LONG-term investors may consider equity exposure in Fag Bearings at prevailing levels. The technical backing of a global major, the growth in exports and the strong fundamentals make Fag Bearings a preferred portfolio candidate from the bearings industry. The stock has appreciated by about 50 per cent the past few months.

The company is a major player in the bearings market, with a strong presence in the ball bearings segment. Its product portfolio also includes cylindrical roller and spherical roller bearings. The company derives close to 65 per cent of its earnings from the ball bearings market which is highly competitive.

Fag Bearings has exposure to almost all major user industries including automobile, engineering and railways. Helped by robust growth from both automobile and engineering sector, the company has posted a steady growth in earnings in recent years.

For the year ended December 2004, the turnover increased by 21 per cent to Rs 323 crore and the post-tax earnings 33 per cent to Rs 31 crore. The performance would have been better but for the pressure on margins owing to the firm trend in the input cost, of steel in particular. The impact of the input cost rise was offset to a certain extent by the revision in the product price. The company also resorted to trading of imported bearings, which appears to have boosted performance.

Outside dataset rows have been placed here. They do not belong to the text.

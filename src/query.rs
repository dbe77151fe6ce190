//! # Label and Id Queries
//!
//! In-memory predicates used by List and the kind watches. A label query
//! is a conjunction of [`LabelTerm`]s; a request carries a disjunction of
//! such queries (any query matching admits the resource).
//!
//! The SQL compiler in [`filter`](crate::filter) pushes a conservative
//! subset of these predicates into the engine; the full predicate here is
//! always re-applied to every returned row, so the two must agree on the
//! operators the compiler supports.

use std::collections::BTreeMap;

// =============================================================================
// Terms
// =============================================================================

/// A label term operator.
#[derive(Debug, Clone, Copy, PartialEq, Eq)]
pub enum LabelOp {
    /// The label key is present.
    Exists,
    /// The label value equals the single term value.
    Equal,
    /// The label value is one of the term values.
    In,
    /// The label value is lexicographically less than the term value.
    Lt,
    /// The label value is lexicographically less than or equal.
    Lte,
    /// The label value is numerically less than the term value.
    LtNumeric,
    /// The label value is numerically less than or equal.
    LteNumeric,
}

/// A single label predicate: key, operator, values and an invert flag.
#[derive(Debug, Clone, PartialEq)]
pub struct LabelTerm {
    /// The label key the term interrogates.
    pub key: String,
    /// The comparison operator.
    pub op: LabelOp,
    /// Operator operands; `Equal` and the ordering operators use the first
    /// value, `In` uses all of them, `Exists` uses none.
    pub values: Vec<String>,
    /// Negates the term result.
    pub invert: bool,
}

impl LabelTerm {
    /// Builds an `Exists` term.
    pub fn exists(key: impl Into<String>) -> Self {
        Self {
            key: key.into(),
            op: LabelOp::Exists,
            values: Vec::new(),
            invert: false,
        }
    }

    /// Builds an `Equal` term.
    pub fn equal(key: impl Into<String>, value: impl Into<String>) -> Self {
        Self {
            key: key.into(),
            op: LabelOp::Equal,
            values: vec![value.into()],
            invert: false,
        }
    }

    /// Builds an `In` term.
    pub fn in_set<I, V>(key: impl Into<String>, values: I) -> Self
    where
        I: IntoIterator<Item = V>,
        V: Into<String>,
    {
        Self {
            key: key.into(),
            op: LabelOp::In,
            values: values.into_iter().map(Into::into).collect(),
            invert: false,
        }
    }

    /// Inverts the term.
    pub fn inverted(mut self) -> Self {
        self.invert = !self.invert;
        self
    }

    /// Evaluates the term against a label map.
    pub fn matches(&self, labels: &BTreeMap<String, String>) -> bool {
        let matches = self.matches_inner(labels);

        if self.invert {
            !matches
        } else {
            matches
        }
    }

    fn matches_inner(&self, labels: &BTreeMap<String, String>) -> bool {
        let value = labels.get(&self.key);

        if self.op == LabelOp::Exists {
            return value.is_some();
        }

        let Some(value) = value else {
            return false;
        };

        let Some(operand) = self.values.first() else {
            // empty operand list never matches; mirrors the SQL compiler's
            // constant-false translation
            return false;
        };

        match self.op {
            LabelOp::Exists => unreachable!("handled above"),
            LabelOp::Equal => value == operand,
            LabelOp::In => self.values.iter().any(|v| v == value),
            LabelOp::Lt => value < operand,
            LabelOp::Lte => value <= operand,
            LabelOp::LtNumeric | LabelOp::LteNumeric => {
                let (Ok(left), Ok(right)) = (value.parse::<f64>(), operand.parse::<f64>()) else {
                    return false;
                };

                if self.op == LabelOp::LtNumeric {
                    left < right
                } else {
                    left <= right
                }
            }
        }
    }
}

// =============================================================================
// Queries
// =============================================================================

/// A conjunction of label terms.
#[derive(Debug, Clone, Default, PartialEq)]
pub struct LabelQuery {
    /// Terms, all of which must match.
    pub terms: Vec<LabelTerm>,
}

impl LabelQuery {
    /// Builds a query from terms.
    pub fn new(terms: Vec<LabelTerm>) -> Self {
        Self { terms }
    }

    /// Evaluates the conjunction; an empty query matches everything.
    pub fn matches(&self, labels: &BTreeMap<String, String>) -> bool {
        self.terms.iter().all(|term| term.matches(labels))
    }
}

/// Evaluates a disjunction of label queries; an empty disjunction matches
/// everything.
pub fn queries_match(queries: &[LabelQuery], labels: &BTreeMap<String, String>) -> bool {
    if queries.is_empty() {
        return true;
    }

    queries.iter().any(|query| query.matches(labels))
}

/// An id predicate: exact membership in a set of ids.
///
/// An empty query matches every id.
#[derive(Debug, Clone, Default, PartialEq)]
pub struct IdQuery {
    ids: Vec<String>,
}

impl IdQuery {
    /// Builds a query matching exactly the given ids.
    pub fn matching<I, V>(ids: I) -> Self
    where
        I: IntoIterator<Item = V>,
        V: Into<String>,
    {
        Self {
            ids: ids.into_iter().map(Into::into).collect(),
        }
    }

    /// Evaluates the predicate.
    pub fn matches(&self, id: &str) -> bool {
        self.ids.is_empty() || self.ids.iter().any(|candidate| candidate == id)
    }
}

// =============================================================================
// Tests
// =============================================================================

#[cfg(test)]
mod tests {
    use super::*;

    fn labels(pairs: &[(&str, &str)]) -> BTreeMap<String, String> {
        pairs
            .iter()
            .map(|(k, v)| (k.to_string(), v.to_string()))
            .collect()
    }

    #[test]
    fn test_exists() {
        let l = labels(&[("env", "prod")]);

        assert!(LabelTerm::exists("env").matches(&l));
        assert!(!LabelTerm::exists("region").matches(&l));
        assert!(LabelTerm::exists("region").inverted().matches(&l));
    }

    #[test]
    fn test_equal() {
        let l = labels(&[("env", "prod")]);

        assert!(LabelTerm::equal("env", "prod").matches(&l));
        assert!(!LabelTerm::equal("env", "dev").matches(&l));
        assert!(LabelTerm::equal("env", "dev").inverted().matches(&l));

        // missing key: no match, inverted matches
        assert!(!LabelTerm::equal("region", "eu").matches(&l));
        assert!(LabelTerm::equal("region", "eu").inverted().matches(&l));
    }

    #[test]
    fn test_in() {
        let l = labels(&[("tier", "web")]);

        assert!(LabelTerm::in_set("tier", ["db", "web"]).matches(&l));
        assert!(!LabelTerm::in_set("tier", ["db", "cache"]).matches(&l));
        assert!(LabelTerm::in_set("tier", ["db", "cache"]).inverted().matches(&l));
    }

    #[test]
    fn test_empty_operands() {
        let l = labels(&[("env", "prod")]);

        let empty_equal = LabelTerm {
            key: "env".to_string(),
            op: LabelOp::Equal,
            values: Vec::new(),
            invert: false,
        };
        assert!(!empty_equal.matches(&l));
        assert!(empty_equal.clone().inverted().matches(&l));

        let empty_in = LabelTerm {
            key: "env".to_string(),
            op: LabelOp::In,
            values: Vec::new(),
            invert: false,
        };
        assert!(!empty_in.matches(&l));
    }

    #[test]
    fn test_ordering_ops() {
        let l = labels(&[("weight", "10")]);

        let lt = |values: &str| LabelTerm {
            key: "weight".to_string(),
            op: LabelOp::Lt,
            values: vec![values.to_string()],
            invert: false,
        };

        // lexicographic: "10" < "9"
        assert!(lt("9").matches(&l));
        assert!(!lt("10").matches(&l));

        let lt_numeric = |values: &str| LabelTerm {
            key: "weight".to_string(),
            op: LabelOp::LtNumeric,
            values: vec![values.to_string()],
            invert: false,
        };

        // numeric: 10 > 9
        assert!(!lt_numeric("9").matches(&l));
        assert!(lt_numeric("11").matches(&l));

        // unparsable operand never matches
        assert!(!lt_numeric("heavy").matches(&l));
    }

    #[test]
    fn test_query_disjunction() {
        let l = labels(&[("env", "prod")]);

        let prod = LabelQuery::new(vec![LabelTerm::equal("env", "prod")]);
        let dev = LabelQuery::new(vec![LabelTerm::equal("env", "dev")]);

        assert!(queries_match(&[], &l));
        assert!(queries_match(&[prod.clone()], &l));
        assert!(queries_match(&[dev.clone(), prod], &l));
        assert!(!queries_match(&[dev], &l));
    }

    #[test]
    fn test_id_query() {
        assert!(IdQuery::default().matches("anything"));
        assert!(IdQuery::matching(["a", "b"]).matches("a"));
        assert!(!IdQuery::matching(["a", "b"]).matches("c"));
    }
}
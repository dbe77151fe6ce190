//! # Resources and Metadata
//!
//! Domain types for the store: a [`Resource`] is an opaque spec plus a
//! [`Metadata`] record carrying its identity triple `(namespace, type, id)`
//! and bookkeeping attributes (version, owner, phase, labels, finalizers,
//! timestamps).
//!
//! ## Invariants
//!
//! - The identity triple is the primary key; the store enforces uniqueness.
//! - [`Version`] is monotone: every successful mutation stores
//!   `version.next()`. `Version::UNDEFINED` (zero) marks tombstones only.
//! - An empty owner string means "no owner". Once set, the owner can only
//!   be confirmed, never silently changed.
//! - Metadata values are not shared across tasks; the write path mutates
//!   the caller's metadata only after a successful commit.

use std::collections::BTreeMap;
use std::fmt;

use chrono::{DateTime, Utc};
use serde::{Deserialize, Serialize};

use crate::error::{Error, Result};

// =============================================================================
// Version
// =============================================================================

/// A monotone resource version.
///
/// Fresh metadata starts at version 1; the write path persists
/// `version.next()` on every mutation, so the first create stores
/// version 2. Zero is the undefined sentinel used by tombstones.
#[derive(Debug, Clone, Copy, PartialEq, Eq, PartialOrd, Ord, Hash, Serialize, Deserialize)]
#[serde(transparent)]
pub struct Version(u64);

impl Version {
    /// The undefined version, carried by tombstone metadata.
    pub const UNDEFINED: Version = Version(0);

    /// The version fresh metadata starts with.
    pub const INITIAL: Version = Version(1);

    /// Creates a version from a raw value.
    pub fn from_raw(value: u64) -> Self {
        Self(value)
    }

    /// Returns the raw value for storage.
    pub fn value(&self) -> u64 {
        self.0
    }

    /// Returns the next version.
    pub fn next(&self) -> Self {
        Self(self.0 + 1)
    }
}

impl fmt::Display for Version {
    fn fmt(&self, f: &mut fmt::Formatter<'_>) -> fmt::Result {
        if self.0 == 0 {
            write!(f, "undefined")
        } else {
            write!(f, "{}", self.0)
        }
    }
}

// =============================================================================
// Phase
// =============================================================================

/// A small-integer lifecycle tag.
#[derive(Debug, Clone, Copy, PartialEq, Eq, Hash, Serialize, Deserialize)]
pub enum Phase {
    /// The resource is live.
    Running,
    /// The resource is being torn down; finalizers are draining.
    TearingDown,
}

impl Phase {
    /// Returns the stored integer representation.
    pub fn as_i64(&self) -> i64 {
        match self {
            Phase::Running => 1,
            Phase::TearingDown => 2,
        }
    }

    /// Decodes the stored integer representation.
    pub fn from_i64(value: i64) -> Result<Self> {
        match value {
            1 => Ok(Phase::Running),
            2 => Ok(Phase::TearingDown),
            other => Err(Error::Internal(format!("unknown phase value {other}"))),
        }
    }
}

impl fmt::Display for Phase {
    fn fmt(&self, f: &mut fmt::Formatter<'_>) -> fmt::Result {
        match self {
            Phase::Running => write!(f, "running"),
            Phase::TearingDown => write!(f, "tearingDown"),
        }
    }
}

// =============================================================================
// Kind
// =============================================================================

/// The `(namespace, type)` tuple used as a watch and subscription scope.
#[derive(Debug, Clone, PartialEq, Eq, Hash)]
pub struct Kind {
    namespace: String,
    type_name: String,
}

impl Kind {
    /// Creates a kind from a namespace and a resource type name.
    pub fn new(namespace: impl Into<String>, type_name: impl Into<String>) -> Self {
        Self {
            namespace: namespace.into(),
            type_name: type_name.into(),
        }
    }

    /// Returns the namespace.
    pub fn namespace(&self) -> &str {
        &self.namespace
    }

    /// Returns the resource type name.
    pub fn type_name(&self) -> &str {
        &self.type_name
    }
}

impl fmt::Display for Kind {
    fn fmt(&self, f: &mut fmt::Formatter<'_>) -> fmt::Result {
        write!(f, "{}/{}", self.namespace, self.type_name)
    }
}

// =============================================================================
// Metadata
// =============================================================================

/// Identity and bookkeeping attributes of a resource.
#[derive(Debug, Clone, PartialEq, Serialize, Deserialize)]
pub struct Metadata {
    namespace: String,
    type_name: String,
    id: String,
    version: Version,
    owner: String,
    phase: Phase,
    created: DateTime<Utc>,
    updated: DateTime<Utc>,
    labels: BTreeMap<String, String>,
    finalizers: Vec<String>,
}

impl Metadata {
    /// Creates metadata for a new resource: initial version, no owner,
    /// phase running, no labels or finalizers.
    pub fn new(
        namespace: impl Into<String>,
        type_name: impl Into<String>,
        id: impl Into<String>,
    ) -> Self {
        Self {
            namespace: namespace.into(),
            type_name: type_name.into(),
            id: id.into(),
            version: Version::INITIAL,
            owner: String::new(),
            phase: Phase::Running,
            created: DateTime::UNIX_EPOCH,
            updated: DateTime::UNIX_EPOCH,
            labels: BTreeMap::new(),
            finalizers: Vec::new(),
        }
    }

    /// Creates tombstone metadata: identity only, version undefined.
    ///
    /// Tombstones carry identity for `Destroyed`, `Bootstrapped` and `Noop`
    /// events that have no live resource behind them.
    pub fn tombstone(
        namespace: impl Into<String>,
        type_name: impl Into<String>,
        id: impl Into<String>,
    ) -> Self {
        let mut md = Self::new(namespace, type_name, id);
        md.version = Version::UNDEFINED;
        md
    }

    /// Returns the namespace.
    pub fn namespace(&self) -> &str {
        &self.namespace
    }

    /// Returns the resource type name.
    pub fn type_name(&self) -> &str {
        &self.type_name
    }

    /// Returns the resource id.
    pub fn id(&self) -> &str {
        &self.id
    }

    /// Returns the `(namespace, type)` scope of this resource.
    pub fn kind(&self) -> Kind {
        Kind::new(self.namespace.clone(), self.type_name.clone())
    }

    /// Returns the current version.
    pub fn version(&self) -> Version {
        self.version
    }

    pub(crate) fn set_version(&mut self, version: Version) {
        self.version = version;
    }

    /// Returns the owner, or an empty string when unowned.
    pub fn owner(&self) -> &str {
        &self.owner
    }

    /// Sets the owner.
    ///
    /// Setting an owner on unowned metadata, or re-confirming the current
    /// owner, succeeds. Changing a non-empty owner fails with
    /// [`Error::OwnerConflict`].
    pub fn set_owner(&mut self, owner: &str) -> Result<()> {
        if !self.owner.is_empty() && self.owner != owner {
            return Err(Error::OwnerConflict {
                resource: self.to_string(),
                owner: self.owner.clone(),
            });
        }

        self.owner = owner.to_string();

        Ok(())
    }

    /// Returns the lifecycle phase.
    pub fn phase(&self) -> Phase {
        self.phase
    }

    /// Sets the lifecycle phase.
    pub fn set_phase(&mut self, phase: Phase) {
        self.phase = phase;
    }

    /// Returns the creation time.
    pub fn created(&self) -> DateTime<Utc> {
        self.created
    }

    pub(crate) fn set_created(&mut self, created: DateTime<Utc>) {
        self.created = created;
    }

    /// Returns the last update time.
    pub fn updated(&self) -> DateTime<Utc> {
        self.updated
    }

    pub(crate) fn set_updated(&mut self, updated: DateTime<Utc>) {
        self.updated = updated;
    }

    /// Returns the labels.
    pub fn labels(&self) -> &BTreeMap<String, String> {
        &self.labels
    }

    /// Returns the labels for modification.
    pub fn labels_mut(&mut self) -> &mut BTreeMap<String, String> {
        &mut self.labels
    }

    /// Returns the finalizers in registration order.
    pub fn finalizers(&self) -> &[String] {
        &self.finalizers
    }

    /// Registers a finalizer. Returns false if it was already present.
    pub fn add_finalizer(&mut self, finalizer: impl Into<String>) -> bool {
        let finalizer = finalizer.into();

        if self.finalizers.contains(&finalizer) {
            return false;
        }

        self.finalizers.push(finalizer);

        true
    }

    /// Removes a finalizer. Returns false if it was not present.
    pub fn remove_finalizer(&mut self, finalizer: &str) -> bool {
        let before = self.finalizers.len();
        self.finalizers.retain(|f| f != finalizer);
        before != self.finalizers.len()
    }
}

impl fmt::Display for Metadata {
    fn fmt(&self, f: &mut fmt::Formatter<'_>) -> fmt::Result {
        write!(
            f,
            "{}/{}/{}@{}",
            self.namespace, self.type_name, self.id, self.version
        )
    }
}

// =============================================================================
// Resource
// =============================================================================

/// A stored record: metadata plus an opaque spec.
///
/// The store never interprets the spec; it round-trips through the
/// configured [`Marshaler`](crate::marshal::Marshaler) as bytes.
#[derive(Debug, Clone, PartialEq, Serialize, Deserialize)]
pub struct Resource {
    metadata: Metadata,
    spec: serde_json::Value,
}

impl Resource {
    /// Creates a resource from metadata and a spec value.
    pub fn new(metadata: Metadata, spec: serde_json::Value) -> Self {
        Self { metadata, spec }
    }

    /// Creates a tombstone resource: the given metadata and a null spec.
    pub fn tombstone(metadata: Metadata) -> Self {
        Self {
            metadata,
            spec: serde_json::Value::Null,
        }
    }

    /// Returns the metadata.
    pub fn metadata(&self) -> &Metadata {
        &self.metadata
    }

    /// Returns the metadata for modification.
    pub fn metadata_mut(&mut self) -> &mut Metadata {
        &mut self.metadata
    }

    /// Returns the opaque spec.
    pub fn spec(&self) -> &serde_json::Value {
        &self.spec
    }
}

// =============================================================================
// Tests
// =============================================================================

#[cfg(test)]
mod tests {
    use super::*;

    #[test]
    fn test_version_progression() {
        assert_eq!(Version::INITIAL.next(), Version::from_raw(2));
        assert_eq!(Version::from_raw(41).next().value(), 42);
        assert_eq!(Version::UNDEFINED.to_string(), "undefined");
        assert_eq!(Version::from_raw(3).to_string(), "3");
    }

    #[test]
    fn test_phase_roundtrip() {
        assert_eq!(Phase::from_i64(Phase::Running.as_i64()).unwrap(), Phase::Running);
        assert_eq!(
            Phase::from_i64(Phase::TearingDown.as_i64()).unwrap(),
            Phase::TearingDown
        );
        assert!(Phase::from_i64(17).is_err());
    }

    #[test]
    fn test_metadata_display() {
        let md = Metadata::new("ns1", "path", "var/run");
        assert_eq!(md.to_string(), "ns1/path/var/run@1");

        let tombstone = Metadata::tombstone("ns1", "path", "var/run");
        assert_eq!(tombstone.to_string(), "ns1/path/var/run@undefined");
    }

    #[test]
    fn test_set_owner() {
        let mut md = Metadata::new("ns", "a", "b");

        md.set_owner("controller-1").unwrap();
        assert_eq!(md.owner(), "controller-1");

        // confirming the same owner is fine
        md.set_owner("controller-1").unwrap();

        let err = md.set_owner("controller-2").unwrap_err();
        assert!(err.is_conflict());
        assert_eq!(md.owner(), "controller-1");
    }

    #[test]
    fn test_finalizers() {
        let mut md = Metadata::new("ns", "a", "b");

        assert!(md.add_finalizer("A"));
        assert!(!md.add_finalizer("A"));
        assert!(md.add_finalizer("B"));
        assert_eq!(md.finalizers(), &["A".to_string(), "B".to_string()]);

        assert!(md.remove_finalizer("A"));
        assert!(!md.remove_finalizer("A"));
        assert_eq!(md.finalizers(), &["B".to_string()]);
    }

    #[test]
    fn test_resource_serde_roundtrip() {
        let mut md = Metadata::new("ns1", "path", "var/run");
        md.labels_mut().insert("env".to_string(), "prod".to_string());

        let res = Resource::new(md, serde_json::json!({"path": "var/run"}));

        let bytes = serde_json::to_vec(&res).unwrap();
        let back: Resource = serde_json::from_slice(&bytes).unwrap();

        assert_eq!(back, res);
    }
}
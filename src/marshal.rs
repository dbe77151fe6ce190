//! # Resource Marshaling
//!
//! The store treats resource bodies as opaque bytes; the [`Marshaler`]
//! turns a [`Resource`] into those bytes and back. Every spec stored in
//! the resources table and every `spec_before`/`spec_after` column in the
//! event journal goes through this trait.

use crate::error::Result;
use crate::resource::Resource;

/// Opaque byte-level resource codec.
///
/// Implementations must round-trip: `unmarshal(marshal(r)) == r`. The
/// store never inspects the produced bytes.
pub trait Marshaler: Send + Sync {
    /// Encodes a resource, metadata included.
    fn marshal_resource(&self, resource: &Resource) -> Result<Vec<u8>>;

    /// Decodes a resource previously produced by [`marshal_resource`].
    ///
    /// [`marshal_resource`]: Marshaler::marshal_resource
    fn unmarshal_resource(&self, data: &[u8]) -> Result<Resource>;
}

/// JSON implementation of [`Marshaler`].
#[derive(Debug, Clone, Copy, Default)]
pub struct JsonMarshaler;

impl Marshaler for JsonMarshaler {
    fn marshal_resource(&self, resource: &Resource) -> Result<Vec<u8>> {
        Ok(serde_json::to_vec(resource)?)
    }

    fn unmarshal_resource(&self, data: &[u8]) -> Result<Resource> {
        Ok(serde_json::from_slice(data)?)
    }
}
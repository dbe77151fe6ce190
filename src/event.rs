//! # Watch Events and Bookmarks
//!
//! A watch delivers [`Event`]s: a tagged union over the transitions the
//! journal records plus the sentinels the watch protocol adds on top
//! (`Bootstrapped`, `Noop`, `Errored`).
//!
//! Every non-error event carries a [`Bookmark`]: an opaque handle
//! identifying the event's position in the log. Feeding a bookmark back
//! through `start_from_bookmark` resumes a watch with all strictly later
//! events, as long as compaction has not trimmed past it.

use std::fmt;

use crate::error::{Error, Result};
use crate::resource::Resource;

// =============================================================================
// Bookmark
// =============================================================================

/// An opaque handle into the event log.
///
/// The only valid wire encoding is exactly 8 bytes: the event id as a
/// big-endian unsigned 64-bit integer. Anything else fails to decode with
/// [`Error::InvalidBookmark`]. Because the encoding is big-endian,
/// byte-wise ordering of bookmarks matches event order.
#[derive(Debug, Clone, PartialEq, Eq, PartialOrd, Ord, Hash)]
pub struct Bookmark(Vec<u8>);

impl Bookmark {
    /// Wraps raw bookmark bytes, e.g. received from a client resuming a
    /// watch. No validation happens until the bookmark is decoded.
    pub fn from_bytes(bytes: impl Into<Vec<u8>>) -> Self {
        Self(bytes.into())
    }

    /// Returns the raw bytes for persistence or transfer.
    pub fn as_bytes(&self) -> &[u8] {
        &self.0
    }

    /// Encodes an event id.
    pub(crate) fn encode(event_id: i64) -> Self {
        Self((event_id as u64).to_be_bytes().to_vec())
    }

    /// Decodes the event id, validating the length.
    pub(crate) fn decode(&self) -> Result<i64> {
        let bytes: [u8; 8] = self.0.as_slice().try_into().map_err(|_| Error::InvalidBookmark {
            reason: format!("invalid bookmark length: {}", self.0.len()),
        })?;

        Ok(u64::from_be_bytes(bytes) as i64)
    }
}

impl fmt::Display for Bookmark {
    fn fmt(&self, f: &mut fmt::Formatter<'_>) -> fmt::Result {
        for byte in &self.0 {
            write!(f, "{byte:02x}")?;
        }

        Ok(())
    }
}

// =============================================================================
// Event
// =============================================================================

/// A single observation delivered on a watch channel.
#[derive(Debug)]
pub enum Event {
    /// A resource came into existence (or newly started matching a kind
    /// watch's predicate).
    Created {
        /// The resource after the transition.
        resource: Resource,
        /// Position of the producing journal row; absent for bootstrap
        /// contents, which precede the `Bootstrapped` sentinel carrying it.
        bookmark: Option<Bookmark>,
    },

    /// A resource changed while matching the predicate before and after.
    Updated {
        /// The resource after the transition.
        resource: Resource,
        /// The resource before the transition.
        old: Resource,
        /// Position of the producing journal row.
        bookmark: Option<Bookmark>,
    },

    /// A resource was destroyed (or newly stopped matching the predicate).
    Destroyed {
        /// The resource before the transition, or a tombstone when only
        /// the identity is known.
        resource: Resource,
        /// Position of the producing journal row.
        bookmark: Option<Bookmark>,
    },

    /// Bootstrap is complete: every `Created` before this sentinel was
    /// part of the initial snapshot.
    Bootstrapped {
        /// A tombstone carrying the watch scope.
        resource: Resource,
        /// The log position of the snapshot.
        bookmark: Bookmark,
    },

    /// No state transition; carries the current log position so a caller
    /// can persist a resume point before any write happens.
    Noop {
        /// A tombstone carrying the watch scope.
        resource: Resource,
        /// The current log position.
        bookmark: Bookmark,
    },

    /// The watch failed; this is the final event on the channel.
    Errored {
        /// What went wrong.
        error: Error,
    },
}

impl Event {
    /// Returns the event's resource, if it has one.
    pub fn resource(&self) -> Option<&Resource> {
        match self {
            Event::Created { resource, .. }
            | Event::Updated { resource, .. }
            | Event::Destroyed { resource, .. }
            | Event::Bootstrapped { resource, .. }
            | Event::Noop { resource, .. } => Some(resource),
            Event::Errored { .. } => None,
        }
    }

    /// Returns the pre-transition resource for `Updated` events.
    pub fn old(&self) -> Option<&Resource> {
        match self {
            Event::Updated { old, .. } => Some(old),
            _ => None,
        }
    }

    /// Returns the event's bookmark, if it carries one.
    pub fn bookmark(&self) -> Option<&Bookmark> {
        match self {
            Event::Created { bookmark, .. }
            | Event::Updated { bookmark, .. }
            | Event::Destroyed { bookmark, .. } => bookmark.as_ref(),
            Event::Bootstrapped { bookmark, .. } | Event::Noop { bookmark, .. } => Some(bookmark),
            Event::Errored { .. } => None,
        }
    }

    /// Returns the error of an `Errored` event.
    pub fn error(&self) -> Option<&Error> {
        match self {
            Event::Errored { error } => Some(error),
            _ => None,
        }
    }
}

// =============================================================================
// Tests
// =============================================================================

#[cfg(test)]
mod tests {
    use super::*;
    use crate::resource::Metadata;

    #[test]
    fn test_bookmark_roundtrip() {
        for id in [0i64, 1, 42, 1 << 40, i64::MAX] {
            let bookmark = Bookmark::encode(id);
            assert_eq!(bookmark.as_bytes().len(), 8);
            assert_eq!(bookmark.decode().unwrap(), id);
        }
    }

    #[test]
    fn test_bookmark_ordering_matches_event_order() {
        let early = Bookmark::encode(7);
        let late = Bookmark::encode(300);

        assert!(early < late);
        assert!(early.as_bytes() < late.as_bytes());
    }

    #[test]
    fn test_bookmark_invalid_length() {
        for bytes in [&b""[..], &b"abc"[..], &b"123456789"[..]] {
            let err = Bookmark::from_bytes(bytes).decode().unwrap_err();
            assert!(err.is_invalid_bookmark());
        }
    }

    #[test]
    fn test_event_accessors() {
        let resource = Resource::tombstone(Metadata::tombstone("ns", "a", "b"));

        let destroyed = Event::Destroyed {
            resource: resource.clone(),
            bookmark: Some(Bookmark::encode(3)),
        };
        assert!(destroyed.resource().is_some());
        assert!(destroyed.old().is_none());
        assert_eq!(destroyed.bookmark().unwrap().decode().unwrap(), 3);

        let errored = Event::Errored {
            error: Error::Internal("boom".to_string()),
        };
        assert!(errored.resource().is_none());
        assert!(errored.bookmark().is_none());
        assert!(errored.error().is_some());
    }
}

The operating profit margin has staged a recovery since the third quarter of last fiscal. The revision of product price and the softening of steel price have helped the company post a sharp growth in earnings for the quarter ended September 2005. The turnover for this period increased by 36 per cent to Rs 113.4 crore and the post-tax earnings almost doubled to Rs 15.2 crore from Rs 7.2 crore.

Going forward, the performance of the company is likely to grow at a steady clip. The growth in automobile production and industrial output would continue to drive demand for bearings. The recent pick-up in the original equipment market would also translate into higher demand from the lucrative replacement market.

The company has also been identified as a sourcing base by its parent company. This would result in higher contribution of exports. Exports now account for about 13 per cent of the earnings. The only hitch from a short-term perspective is the capacity constraint the company is likely to face. The company operated at peak capacity last year. The growth potential would get hampered unless the company expands its production capacity. Taking into account the relatively low debt burden, the company appears well positioned to fund expansion projects through borrowed funds and internal accruals.